About this task - Return the data below exactly, stopping after the line with "fn from(v: &str)".

[Extracted records]
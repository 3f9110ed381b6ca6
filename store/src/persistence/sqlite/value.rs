//! Statement parameters.
//!
//! Parameters are kept as plain values rather than bound eagerly so a failed
//! statement can be logged together with what was sent.

use sqlx::query::Query;
use sqlx::sqlite::SqliteArguments;
use sqlx::Sqlite;

#[derive(Debug, Clone, PartialEq)]
pub enum Value {
    Null,
    Integer(i64),
    Real(f64),
    Text(String),
}

impl From<i64> for Value {
    fn from(v: i64) -> Self {
        Value::Integer(v)
    }
}

impl From<bool> for Value {
    fn from(v: bool) -> Self {
        Value::Integer(i64::from(v))
    }
}

impl From<f64> for Value {
    fn from(v: f64) -> Self {
        Value::Real(v)
    }
}

impl From<String> for Value {
    fn from(v: String) -> Self {
        Value::Text(v)
    }
}

impl From<&str> for Value {
    fn from(v: &str) -> Self {
        Value::Text(v.to_string())
    }
}

impl From<&String> for Value {
    fn from(v: &String) -> Self {
        Value::Text(v.clone())
    }
}

impl<T: Into<Value>> From<Option<T>> for Value {
    fn from(v: Option<T>) -> Self {
        v.map_or(Value::Null, Into::into)
    }
}

/// Build a parameter list from heterogeneous values.
#[macro_export]
macro_rules! params {
    () => { Vec::<$crate::Value>::new() };
    ($($value:expr),+ $(,)?) => {
        vec![$($crate::Value::from($value)),+]
    };
}

/// Bind `params` positionally onto `query`.
pub(crate) fn bind_values<'q>(
    mut query: Query<'q, Sqlite, SqliteArguments<'q>>,
    params: &'q [Value],
) -> Query<'q, Sqlite, SqliteArguments<'q>> {
    for param in params {
        query = match param {
            Value::Null => query.bind(None::<i64>),
            Value::Integer(v) => query.bind(*v),
            Value::Real(v) => query.bind(*v),
            Value::Text(v) => query.bind(v.as_str()),
        };
    }
    query
}

#[cfg(test)]
mod tests {
    use super::*;

    #[test]
    fn options_map_to_null() {
        assert_eq!(Value::from(None::<i64>), Value::Null);
        assert_eq!(Value::from(Some("x")), Value::Text("x".into()));
        assert_eq!(Value::from(true), Value::Integer(1));
    }

    #[test]
    fn params_macro_converts_each_value() {
        let name = String::from("Rua");
        let p = crate::params![1_i64, &name, None::<String>, 2.5];
        assert_eq!(
            p,
            vec![
                Value::Integer(1),
                Value::Text("Rua".into()),
                Value::Null,
                Value::Real(2.5)
            ]
        );
    }
}
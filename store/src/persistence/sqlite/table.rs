//! Generic CRUD over any [`Record`].

use std::marker::PhantomData;

use super::database::{statement_failed, Database};
use super::value::{bind_values, Value};
use crate::error::{StoreError, StoreResult};
use crate::persistence::traits::{ListQuery, Record};

/// Repository for one record type, backed by the shared [`Database`].
pub struct Table<R> {
    db: Database,
    _record: PhantomData<fn() -> R>,
}

impl<R> Clone for Table<R> {
    fn clone(&self) -> Self {
        Self {
            db: self.db.clone(),
            _record: PhantomData,
        }
    }
}

impl<R: Record> Table<R> {
    pub fn new(db: Database) -> Self {
        Self {
            db,
            _record: PhantomData,
        }
    }

    pub fn database(&self) -> &Database {
        &self.db
    }

    pub async fn get_by_id(&self, id: i64) -> StoreResult<Option<R>> {
        let sql = format!("{} WHERE {} = ?", R::select_sql(), R::PRIMARY_KEY);
        self.fetch_optional(&sql, &[Value::Integer(id)]).await
    }

    /// Fetch every row matching `query`, fully materialized.
    pub async fn get_all(&self, query: &ListQuery) -> StoreResult<Vec<R>> {
        let mut sql = R::select_sql();
        let mut params = query.params.clone();
        if let Some(filter) = &query.filter {
            sql.push_str(" WHERE ");
            sql.push_str(filter);
        }
        if let Some(order) = query.order_by.as_deref().or(R::DEFAULT_ORDER) {
            sql.push_str(" ORDER BY ");
            sql.push_str(order);
        }
        if let Some(limit) = query.limit {
            sql.push_str(" LIMIT ?");
            params.push(Value::Integer(limit));
        }
        self.fetch(&sql, &params).await
    }

    pub async fn count(&self, query: &ListQuery) -> StoreResult<i64> {
        let mut sql = format!("SELECT COUNT(*) FROM {}", R::TABLE);
        if let Some(filter) = &query.filter {
            sql.push_str(" WHERE ");
            sql.push_str(filter);
        }
        self.db.fetch_scalar(&sql, &query.params).await
    }

    /// Validate, then INSERT (no id) or UPDATE (id set). Returns the id.
    ///
    /// Nothing is written when validation fails. An insert and the
    /// statements from [`Record::on_insert`] commit or fail together. An
    /// update blocked by [`Record::update_guard`] is a validation error.
    pub async fn save(&self, record: &mut R) -> StoreResult<i64> {
        let errors = record.validate();
        if !errors.is_empty() {
            tracing::debug!(entity = R::ENTITY, ?errors, "validation failed");
            return Err(StoreError::Validation(errors));
        }
        self.check_unique(record).await?;

        match record.id() {
            None => {
                let id = self.insert(record).await?;
                record.set_id(id);
                Ok(id)
            }
            Some(id) => {
                let guard = record.update_guard();
                let mut sql = update_sql::<R>();
                if let Some(guard) = &guard {
                    sql.push_str(&format!(" AND NOT ({})", guard.blocked_when));
                }
                let mut params = record.values();
                params.push(Value::Integer(id));
                let result = self.db.execute(&sql, &params).await?;
                if result.rows_affected() > 0 {
                    return Ok(id);
                }
                if let Some(guard) = guard {
                    if self.exists(id).await? {
                        tracing::debug!(entity = R::ENTITY, id, "update refused by guard");
                        return Err(StoreError::Validation(vec![guard.message]));
                    }
                }
                Err(StoreError::NotFound {
                    entity: R::ENTITY,
                    id,
                })
            }
        }
    }

    async fn insert(&self, record: &R) -> StoreResult<i64> {
        let sql = insert_sql::<R>();
        let params = record.values();

        let mut tx = self.db.pool().begin().await?;

        let result = bind_values(sqlx::query(&sql), &params)
            .execute(&mut *tx)
            .await
            .map_err(|e| statement_failed(&sql, &params, e))?;
        let id = result.last_insert_rowid();

        for statement in record.on_insert(id) {
            bind_values(sqlx::query(statement.sql), &statement.params)
                .execute(&mut *tx)
                .await
                .map_err(|e| statement_failed(statement.sql, &statement.params, e))?;
        }

        tx.commit().await?;
        Ok(id)
    }

    async fn exists(&self, id: i64) -> StoreResult<bool> {
        let sql = format!(
            "SELECT COUNT(*) FROM {} WHERE {} = ?",
            R::TABLE,
            R::PRIMARY_KEY
        );
        Ok(self.db.fetch_scalar(&sql, &[Value::Integer(id)]).await? > 0)
    }

    async fn check_unique(&self, record: &R) -> StoreResult<()> {
        let mut errors = Vec::new();
        for key in record.unique_keys() {
            let sql = format!(
                "SELECT COUNT(*) FROM {} WHERE {} = ? AND {} IS NOT ?",
                R::TABLE,
                key.column,
                R::PRIMARY_KEY
            );
            let taken = self
                .db
                .fetch_scalar(&sql, &[key.value, Value::from(record.id())])
                .await?;
            if taken > 0 {
                errors.push(key.message);
            }
        }
        if errors.is_empty() {
            Ok(())
        } else {
            Err(StoreError::Validation(errors))
        }
    }

    /// Hard-delete the row with the record's id.
    pub async fn delete(&self, record: &R) -> StoreResult<()> {
        let id = record.id().ok_or(StoreError::MissingId { entity: R::ENTITY })?;
        self.delete_by_id(id).await?;
        Ok(())
    }

    /// Returns whether a row was removed.
    pub async fn delete_by_id(&self, id: i64) -> StoreResult<bool> {
        let sql = format!("DELETE FROM {} WHERE {} = ?", R::TABLE, R::PRIMARY_KEY);
        let result = self.db.execute(&sql, &[Value::Integer(id)]).await?;
        Ok(result.rows_affected() > 0)
    }

    /// Run a custom SELECT and map every row.
    pub async fn fetch(&self, sql: &str, params: &[Value]) -> StoreResult<Vec<R>> {
        let rows = self.db.fetch_all(sql, params).await?;
        rows.iter().map(R::from_row).collect()
    }

    pub async fn fetch_optional(&self, sql: &str, params: &[Value]) -> StoreResult<Option<R>> {
        self.db
            .fetch_optional(sql, params)
            .await?
            .as_ref()
            .map(R::from_row)
            .transpose()
    }

    /// Select from the record's projection with a WHERE clause.
    pub(crate) async fn select_where(
        &self,
        condition: &str,
        order: &str,
        params: &[Value],
    ) -> StoreResult<Vec<R>> {
        let sql = format!("{} WHERE {} ORDER BY {}", R::select_sql(), condition, order);
        self.fetch(&sql, params).await
    }
}

fn insert_sql<R: Record>() -> String {
    let placeholders = vec!["?"; R::COLUMNS.len()].join(", ");
    format!(
        "INSERT INTO {} ({}) VALUES ({})",
        R::TABLE,
        R::COLUMNS.join(", "),
        placeholders
    )
}

fn update_sql<R: Record>() -> String {
    let assignments = R::COLUMNS
        .iter()
        .map(|c| format!("{c} = ?"))
        .collect::<Vec<_>>()
        .join(", ");
    format!(
        "UPDATE {} SET {} WHERE {} = ?",
        R::TABLE,
        assignments,
        R::PRIMARY_KEY
    )
}
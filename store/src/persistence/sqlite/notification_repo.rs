//! In-app notifications.

use sqlx::sqlite::SqliteRow;
use sqlx::Row;
use territory::{Notification, NotificationKind, NotificationStatus};

use super::helpers::{get_code, get_opt_timestamp, now, opt_timestamp_value, timestamp_value};
use super::table::Table;
use super::value::Value;
use crate::error::StoreResult;
use crate::params;
use crate::persistence::traits::Record;

impl Record for Notification {
    const ENTITY: &'static str = "Notification";
    const TABLE: &'static str = "notificacoes";
    const COLUMNS: &'static [&'static str] = &[
        "usuario_id",
        "tipo",
        "titulo",
        "mensagem",
        "status",
        "data_leitura",
        "link",
        "entidade",
        "entidade_id",
    ];
    const DEFAULT_ORDER: Option<&'static str> = Some("data_criacao DESC, id DESC");

    fn id(&self) -> Option<i64> {
        self.id
    }

    fn set_id(&mut self, id: i64) {
        self.id = Some(id);
    }

    fn values(&self) -> Vec<Value> {
        vec![
            Value::Integer(self.user_id),
            Value::from(self.kind.as_str()),
            Value::from(&self.title),
            Value::from(&self.message),
            Value::from(self.status.as_str()),
            opt_timestamp_value(self.read_at),
            Value::from(self.link.clone()),
            Value::from(self.entity.clone()),
            Value::from(self.entity_id),
        ]
    }

    fn from_row(row: &SqliteRow) -> StoreResult<Self> {
        Ok(Self {
            id: Some(row.try_get("id")?),
            user_id: row.try_get("usuario_id")?,
            kind: get_code(row, "tipo")?,
            title: row.try_get("titulo")?,
            message: row.try_get("mensagem")?,
            status: get_code(row, "status")?,
            created_at: get_opt_timestamp(row, "data_criacao")?,
            read_at: get_opt_timestamp(row, "data_leitura")?,
            link: row.try_get("link")?,
            entity: row.try_get("entidade")?,
            entity_id: row.try_get("entidade_id")?,
        })
    }
}

impl Table<Notification> {
    /// Store a new notification and return its id.
    pub async fn create(&self, notification: &mut Notification) -> StoreResult<i64> {
        notification.id = None;
        notification.status = NotificationStatus::Unread;
        notification.read_at = None;
        self.save(notification).await
    }

    /// Send the same notification to every active user. Returns how many
    /// were created.
    pub async fn create_for_all_active(
        &self,
        kind: NotificationKind,
        title: &str,
        message: &str,
    ) -> StoreResult<u64> {
        self.database()
            .execute(
                "INSERT INTO notificacoes (usuario_id, tipo, titulo, mensagem, status) \
                 SELECT id, ?, ?, ?, 'nao_lida' FROM usuarios WHERE ativo = 1",
                &params![kind.as_str(), title, message],
            )
            .await
            .map(|result| result.rows_affected())
    }

    /// A user's notifications, newest first. Archived ones are left out.
    pub async fn get_by_user(&self, user_id: i64, unread_only: bool) -> StoreResult<Vec<Notification>> {
        let condition = if unread_only {
            "usuario_id = ? AND status = 'nao_lida'"
        } else {
            "usuario_id = ? AND status != 'arquivada'"
        };
        self.select_where(condition, "data_criacao DESC, id DESC", &[Value::Integer(user_id)])
            .await
    }

    /// Mark an unread notification read. Returns false if it was not unread.
    pub async fn mark_read(&self, id: i64) -> StoreResult<bool> {
        let result = self
            .database()
            .execute(
                "UPDATE notificacoes SET status = 'lida', data_leitura = ? \
                 WHERE id = ? AND status = 'nao_lida'",
                &[timestamp_value(now()), Value::Integer(id)],
            )
            .await?;
        Ok(result.rows_affected() > 0)
    }

    /// Archive a notification from any status. Returns false if it does not exist.
    pub async fn archive(&self, id: i64) -> StoreResult<bool> {
        let result = self
            .database()
            .execute(
                "UPDATE notificacoes SET status = 'arquivada' WHERE id = ?",
                &[Value::Integer(id)],
            )
            .await?;
        Ok(result.rows_affected() > 0)
    }

    pub async fn unread_count(&self, user_id: i64) -> StoreResult<i64> {
        self.database()
            .fetch_scalar(
                "SELECT COUNT(*) FROM notificacoes WHERE usuario_id = ? AND status = 'nao_lida'",
                &[Value::Integer(user_id)],
            )
            .await
    }

    /// Whether the user already has an unread alert about this entity.
    pub async fn has_unread_alert(
        &self,
        user_id: i64,
        entity: &str,
        entity_id: i64,
    ) -> StoreResult<bool> {
        let count = self
            .database()
            .fetch_scalar(
                "SELECT COUNT(*) FROM notificacoes \
                 WHERE usuario_id = ? AND tipo = 'alerta' AND status = 'nao_lida' \
                 AND entidade = ? AND entidade_id = ?",
                &params![user_id, entity, entity_id],
            )
            .await?;
        Ok(count > 0)
    }
}
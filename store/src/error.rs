//! Error types for the storage layer

use std::path::PathBuf;
use thiserror::Error;

pub type StoreResult<T> = Result<T, StoreError>;

#[derive(Error, Debug)]
pub enum StoreError {
    #[error("Database error: {0}")]
    Database(#[from] sqlx::Error),

    #[error("IO error: {0}")]
    Io(#[from] std::io::Error),

    #[error("JSON error: {0}")]
    Json(#[from] serde_json::Error),

    #[error("CSV error: {0}")]
    Csv(#[from] csv::Error),

    #[error("Validation failed: {}", .0.join("; "))]
    Validation(Vec<String>),

    #[error("{entity} has no id")]
    MissingId { entity: &'static str },

    #[error("{entity} {id} not found")]
    NotFound { entity: &'static str, id: i64 },

    #[error("Invalid stored value in column {column}: {message}")]
    Decode { column: String, message: String },

    #[error("Schema script {name} failed: {message}")]
    Script { name: &'static str, message: String },

    #[error("Backup file not found: {0}")]
    BackupNotFound(PathBuf),

    #[error("Database file not found: {0}")]
    DatabaseFileMissing(PathBuf),

    #[error("Restore failed: {message} (rolled back: {rolled_back})")]
    Restore { message: String, rolled_back: bool },
}

impl StoreError {
    pub fn is_validation(&self) -> bool {
        matches!(self, StoreError::Validation(_))
    }

    /// Validation messages, empty for every other error.
    pub fn messages(&self) -> &[String] {
        match self {
            StoreError::Validation(messages) => messages,
            _ => &[],
        }
    }
}
//! Users and the activity log.

use sqlx::sqlite::SqliteRow;
use sqlx::Row;
use territory::{ActivityKind, ActivityLog, PermissionLevel, User};

use super::helpers::{get_code, get_joined, get_opt_timestamp};
use super::table::Table;
use super::value::Value;
use crate::auth::password::{hash_password, verify_password};
use crate::error::{StoreError, StoreResult};
use crate::params;
use crate::persistence::traits::{ListQuery, Record, UniqueKey};

impl Record for User {
    const ENTITY: &'static str = "User";
    const TABLE: &'static str = "usuarios";
    const COLUMNS: &'static [&'static str] =
        &["nome", "email", "senha_hash", "nivel_permissao", "ativo"];
    const DEFAULT_ORDER: Option<&'static str> = Some("nome");

    fn id(&self) -> Option<i64> {
        self.id
    }

    fn set_id(&mut self, id: i64) {
        self.id = Some(id);
    }

    fn values(&self) -> Vec<Value> {
        params![
            &self.name,
            &self.email,
            &self.password_hash,
            self.permission.as_i64(),
            self.active,
        ]
    }

    fn from_row(row: &SqliteRow) -> StoreResult<Self> {
        let level: i64 = row.try_get("nivel_permissao")?;
        let permission = PermissionLevel::try_from(level).map_err(|e| StoreError::Decode {
            column: "nivel_permissao".to_string(),
            message: e.to_string(),
        })?;
        Ok(Self {
            id: Some(row.try_get("id")?),
            name: row.try_get("nome")?,
            email: row.try_get("email")?,
            password_hash: row.try_get("senha_hash")?,
            permission,
            active: row.try_get::<i64, _>("ativo")? != 0,
            created_at: get_opt_timestamp(row, "data_criacao")?,
            last_activity: get_opt_timestamp(row, "ultima_atividade")?,
        })
    }

    fn unique_keys(&self) -> Vec<UniqueKey> {
        vec![UniqueKey {
            column: "email",
            value: Value::from(&self.email),
            message: format!("Email already registered: {}", self.email),
        }]
    }
}

impl Record for ActivityLog {
    const ENTITY: &'static str = "Activity log";
    const TABLE: &'static str = "log_atividades";
    const COLUMNS: &'static [&'static str] =
        &["usuario_id", "tipo_acao", "descricao", "entidade", "entidade_id"];
    const VIEW: Option<&'static str> = Some(
        "SELECT l.*, u.nome AS user_name \
         FROM log_atividades l LEFT JOIN usuarios u ON u.id = l.usuario_id",
    );
    const DEFAULT_ORDER: Option<&'static str> = Some("data_hora DESC, id DESC");

    fn id(&self) -> Option<i64> {
        self.id
    }

    fn set_id(&mut self, id: i64) {
        self.id = Some(id);
    }

    fn values(&self) -> Vec<Value> {
        params![
            self.user_id,
            self.kind.as_str(),
            &self.description,
            self.entity.clone(),
            self.entity_id,
        ]
    }

    fn from_row(row: &SqliteRow) -> StoreResult<Self> {
        Ok(Self {
            id: Some(row.try_get("id")?),
            user_id: row.try_get("usuario_id")?,
            kind: get_code(row, "tipo_acao")?,
            description: row.try_get("descricao")?,
            at: get_opt_timestamp(row, "data_hora")?,
            entity: row.try_get("entidade")?,
            entity_id: row.try_get("entidade_id")?,
            user_name: get_joined(row, "user_name")?,
        })
    }
}

impl Table<User> {
    pub async fn get_active(&self) -> StoreResult<Vec<User>> {
        self.select_where("ativo = 1", "nome", &[]).await
    }

    pub async fn get_by_email(&self, email: &str) -> StoreResult<Option<User>> {
        let sql = format!("{} WHERE email = ?", User::select_sql());
        self.fetch_optional(&sql, &params![email]).await
    }

    /// The active user with these credentials, if any.
    pub async fn verify_credentials(&self, email: &str, password: &str) -> StoreResult<Option<User>> {
        let sql = format!("{} WHERE email = ? AND ativo = 1", User::select_sql());
        let Some(user) = self.fetch_optional(&sql, &params![email]).await? else {
            return Ok(None);
        };
        if verify_password(password, &user.password_hash) {
            Ok(Some(user))
        } else {
            Ok(None)
        }
    }

    /// Replace a user's password with a fresh salted hash.
    pub async fn set_password(&self, user_id: i64, password: &str) -> StoreResult<()> {
        if password.is_empty() {
            return Err(StoreError::Validation(vec!["Password cannot be empty".to_string()]));
        }
        let result = self
            .database()
            .execute(
                "UPDATE usuarios SET senha_hash = ? WHERE id = ?",
                &params![hash_password(password), user_id],
            )
            .await?;
        if result.rows_affected() == 0 {
            return Err(StoreError::NotFound {
                entity: User::ENTITY,
                id: user_id,
            });
        }
        Ok(())
    }

    pub async fn touch_activity(&self, user_id: i64) -> StoreResult<()> {
        self.database()
            .execute(
                "UPDATE usuarios SET ultima_atividade = datetime('now', 'localtime') WHERE id = ?",
                &[Value::Integer(user_id)],
            )
            .await?;
        Ok(())
    }
}

impl Table<ActivityLog> {
    /// Append an entry to the activity log.
    pub async fn record(
        &self,
        user_id: Option<i64>,
        kind: ActivityKind,
        description: &str,
        entity: Option<(&str, Option<i64>)>,
    ) -> StoreResult<i64> {
        let mut entry = ActivityLog::new(user_id, kind, description);
        if let Some((name, id)) = entity {
            entry = entry.about(name, id);
        }
        self.save(&mut entry).await
    }

    pub async fn get_recent(&self, limit: i64) -> StoreResult<Vec<ActivityLog>> {
        self.get_all(&ListQuery::new().limit(limit)).await
    }

    pub async fn get_by_user(&self, user_id: i64, limit: i64) -> StoreResult<Vec<ActivityLog>> {
        let sql = format!(
            "{} WHERE usuario_id = ? ORDER BY data_hora DESC, id DESC LIMIT ?",
            ActivityLog::select_sql()
        );
        self.fetch(&sql, &params![user_id, limit]).await
    }

    /// Entries about `entity`, optionally narrowed to one row id.
    pub async fn get_by_entity(
        &self,
        entity: &str,
        entity_id: Option<i64>,
        limit: i64,
    ) -> StoreResult<Vec<ActivityLog>> {
        let mut sql = format!("{} WHERE entidade = ?", ActivityLog::select_sql());
        let mut params = params![entity];
        if let Some(id) = entity_id {
            sql.push_str(" AND entidade_id = ?");
            params.push(Value::Integer(id));
        }
        sql.push_str(" ORDER BY data_hora DESC, id DESC LIMIT ?");
        params.push(Value::Integer(limit));
        self.fetch(&sql, &params).await
    }
}
//! Service records: what happened when a property or unit was visited.

use chrono::{NaiveDate, NaiveDateTime};
use serde::{Deserialize, Serialize};
use std::collections::BTreeMap;

use crate::codes::{Outcome, PropertyKind};
use crate::validate::{require_id, Validate};

#[derive(Debug, Clone, PartialEq, Serialize, Deserialize)]
pub struct ServiceRecord {
    pub id: Option<i64>,
    pub property_id: i64,
    pub unit_id: Option<i64>,
    pub date: NaiveDate,
    pub outcome: Option<Outcome>,
    pub notes: Option<String>,
    pub recorded_at: Option<NaiveDateTime>,
    pub property_number: Option<String>,
    pub property_kind: Option<PropertyKind>,
    pub street_name: Option<String>,
    pub territory_name: Option<String>,
    pub unit_label: Option<String>,
}

impl ServiceRecord {
    pub fn new(property_id: i64, date: NaiveDate) -> Self {
        Self {
            id: None,
            property_id,
            unit_id: None,
            date,
            outcome: None,
            notes: None,
            recorded_at: None,
            property_number: None,
            property_kind: None,
            street_name: None,
            territory_name: None,
            unit_label: None,
        }
    }

    pub fn with_outcome(mut self, outcome: Outcome) -> Self {
        self.outcome = Some(outcome);
        self
    }

    pub fn for_unit(mut self, unit_id: i64) -> Self {
        self.unit_id = Some(unit_id);
        self
    }
}

impl Validate for ServiceRecord {
    fn validate(&self) -> Vec<String> {
        let mut errors = Vec::new();
        require_id(&mut errors, self.property_id, "Property");
        if matches!(self.unit_id, Some(id) if id <= 0) {
            errors.push("Invalid unit".to_string());
        }
        errors
    }
}

/// Service record counts, grouped the way reports show them.
#[derive(Debug, Clone, Default, PartialEq, Serialize, Deserialize)]
pub struct ServiceStatistics {
    pub total: i64,
    /// Keyed by outcome code; records without an outcome are not counted here.
    pub by_outcome: BTreeMap<String, i64>,
    pub by_property_kind: BTreeMap<String, i64>,
    pub by_territory: BTreeMap<String, i64>,
    /// Keyed by `YYYY-MM` of the visit date.
    pub by_month: BTreeMap<String, i64>,
}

Written reply -
repository 3f9110ed381b6ca6
filename store/src/persistence/sqlite/value.rs
//! Statement parameters.
//!
//! Parameters are kept as plain values rather than bound eagerly so a failed
//! statement can be logged together with what was sent.

use sqlx::query::Query;
use sqlx::sqlite::SqliteArguments;
use sqlx::Sqlite;

#[derive(Debug, Clone, PartialEq)]
pub enum Value {
    Null,
    Integer(i64),
    Real(f64),
    Text(String),
}

impl From<i64> for Value {
    fn from(v: i64) -> Self {
        Value::Integer(v)
    }
}

impl From<bool> for Value {
    fn from(v: bool) -> Self {
        Value::Integer(i64::from(v))
    }
}

impl From<f64> for Value {
    fn from(v: f64) -> Self {
        Value::Real(v)
    }
}

impl From<String> for Value {
    fn from(v: String) -> Self {
        Value::Text(v)
    }
}

impl From<&str> for Value {
    fn from(v: &str) -> Self {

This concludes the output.